### WHAT TO WORK ON
In the records below, find the line that contains "and display functionality" and the line that contains "pub mod errors;", then retype exactly those two lines and every line between them.

Dataset entries:
= = =
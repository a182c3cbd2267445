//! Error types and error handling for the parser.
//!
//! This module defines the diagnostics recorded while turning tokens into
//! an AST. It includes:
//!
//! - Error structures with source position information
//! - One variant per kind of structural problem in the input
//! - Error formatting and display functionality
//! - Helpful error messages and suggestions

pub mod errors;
= = =
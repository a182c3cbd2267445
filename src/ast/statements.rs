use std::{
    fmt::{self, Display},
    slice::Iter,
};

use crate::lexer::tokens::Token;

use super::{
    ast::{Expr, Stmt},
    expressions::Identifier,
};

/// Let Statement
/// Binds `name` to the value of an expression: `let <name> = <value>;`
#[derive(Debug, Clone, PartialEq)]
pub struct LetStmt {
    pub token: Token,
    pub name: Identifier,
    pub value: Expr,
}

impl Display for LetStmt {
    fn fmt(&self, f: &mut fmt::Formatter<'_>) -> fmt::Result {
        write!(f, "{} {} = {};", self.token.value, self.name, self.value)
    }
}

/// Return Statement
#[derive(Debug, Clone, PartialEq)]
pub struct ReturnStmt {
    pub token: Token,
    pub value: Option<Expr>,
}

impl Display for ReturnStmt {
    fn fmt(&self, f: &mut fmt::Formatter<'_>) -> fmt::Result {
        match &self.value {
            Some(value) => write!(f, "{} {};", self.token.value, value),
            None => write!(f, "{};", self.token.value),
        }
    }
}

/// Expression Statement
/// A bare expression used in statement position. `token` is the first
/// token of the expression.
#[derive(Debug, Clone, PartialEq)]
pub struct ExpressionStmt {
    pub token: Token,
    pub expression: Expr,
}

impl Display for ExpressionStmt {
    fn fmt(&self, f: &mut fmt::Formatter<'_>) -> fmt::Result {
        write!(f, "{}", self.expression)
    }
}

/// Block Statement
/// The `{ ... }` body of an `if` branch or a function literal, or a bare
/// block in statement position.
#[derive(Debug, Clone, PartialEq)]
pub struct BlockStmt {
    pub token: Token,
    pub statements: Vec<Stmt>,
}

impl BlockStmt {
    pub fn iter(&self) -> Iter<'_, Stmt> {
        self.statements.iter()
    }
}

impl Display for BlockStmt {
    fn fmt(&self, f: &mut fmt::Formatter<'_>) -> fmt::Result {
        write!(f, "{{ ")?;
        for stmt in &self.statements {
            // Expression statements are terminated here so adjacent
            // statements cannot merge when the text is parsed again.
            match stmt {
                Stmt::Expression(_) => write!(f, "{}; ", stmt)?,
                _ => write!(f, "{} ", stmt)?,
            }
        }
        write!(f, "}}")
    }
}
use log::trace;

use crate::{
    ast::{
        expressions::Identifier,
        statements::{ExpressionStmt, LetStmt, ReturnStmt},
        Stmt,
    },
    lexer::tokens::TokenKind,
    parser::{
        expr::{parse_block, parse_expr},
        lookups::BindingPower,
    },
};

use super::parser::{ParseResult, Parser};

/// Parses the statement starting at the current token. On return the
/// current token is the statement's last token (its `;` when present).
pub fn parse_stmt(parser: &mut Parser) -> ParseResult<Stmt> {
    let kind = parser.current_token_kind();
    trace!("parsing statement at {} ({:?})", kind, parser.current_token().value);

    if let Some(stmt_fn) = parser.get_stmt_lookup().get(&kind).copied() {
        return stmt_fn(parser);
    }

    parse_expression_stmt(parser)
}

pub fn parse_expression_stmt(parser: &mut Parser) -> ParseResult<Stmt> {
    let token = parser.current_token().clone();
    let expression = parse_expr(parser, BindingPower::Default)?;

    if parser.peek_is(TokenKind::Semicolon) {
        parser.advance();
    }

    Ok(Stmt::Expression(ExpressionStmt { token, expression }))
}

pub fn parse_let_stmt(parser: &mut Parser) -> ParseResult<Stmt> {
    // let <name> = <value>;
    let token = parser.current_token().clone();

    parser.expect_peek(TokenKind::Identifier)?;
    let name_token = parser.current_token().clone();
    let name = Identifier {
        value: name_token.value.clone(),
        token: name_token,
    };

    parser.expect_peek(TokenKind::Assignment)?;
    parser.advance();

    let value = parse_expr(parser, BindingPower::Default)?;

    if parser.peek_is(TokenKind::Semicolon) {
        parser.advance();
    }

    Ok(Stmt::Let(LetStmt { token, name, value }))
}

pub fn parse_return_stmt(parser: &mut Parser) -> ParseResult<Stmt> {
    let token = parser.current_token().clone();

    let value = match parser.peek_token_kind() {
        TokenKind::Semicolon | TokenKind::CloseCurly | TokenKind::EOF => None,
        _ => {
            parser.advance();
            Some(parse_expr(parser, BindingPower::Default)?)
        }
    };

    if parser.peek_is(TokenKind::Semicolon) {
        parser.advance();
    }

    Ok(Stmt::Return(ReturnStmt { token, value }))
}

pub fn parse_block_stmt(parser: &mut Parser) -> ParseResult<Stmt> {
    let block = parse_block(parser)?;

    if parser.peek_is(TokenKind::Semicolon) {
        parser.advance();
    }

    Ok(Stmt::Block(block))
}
= = =
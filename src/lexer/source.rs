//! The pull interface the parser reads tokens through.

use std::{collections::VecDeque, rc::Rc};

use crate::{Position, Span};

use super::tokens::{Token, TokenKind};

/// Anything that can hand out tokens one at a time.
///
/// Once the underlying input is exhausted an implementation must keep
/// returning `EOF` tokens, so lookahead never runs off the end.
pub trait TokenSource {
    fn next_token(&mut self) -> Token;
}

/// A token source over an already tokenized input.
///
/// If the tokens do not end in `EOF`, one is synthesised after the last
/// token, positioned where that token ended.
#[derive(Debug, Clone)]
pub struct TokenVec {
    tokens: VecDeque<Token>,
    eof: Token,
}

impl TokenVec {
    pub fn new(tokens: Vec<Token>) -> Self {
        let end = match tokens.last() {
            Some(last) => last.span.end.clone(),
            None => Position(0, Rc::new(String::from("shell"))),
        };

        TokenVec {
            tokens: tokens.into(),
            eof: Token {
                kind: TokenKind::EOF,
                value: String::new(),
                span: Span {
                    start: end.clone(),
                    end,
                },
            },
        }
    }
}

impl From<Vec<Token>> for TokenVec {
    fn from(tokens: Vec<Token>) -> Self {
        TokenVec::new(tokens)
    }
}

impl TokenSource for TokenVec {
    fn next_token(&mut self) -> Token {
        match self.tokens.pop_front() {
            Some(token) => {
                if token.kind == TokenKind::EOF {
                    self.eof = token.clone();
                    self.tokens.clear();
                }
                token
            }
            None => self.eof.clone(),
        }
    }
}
= = =
### COMPLETED TASK
//! - Error formatting and display functionality
//! - Helpful error messages and suggestions

pub mod errors;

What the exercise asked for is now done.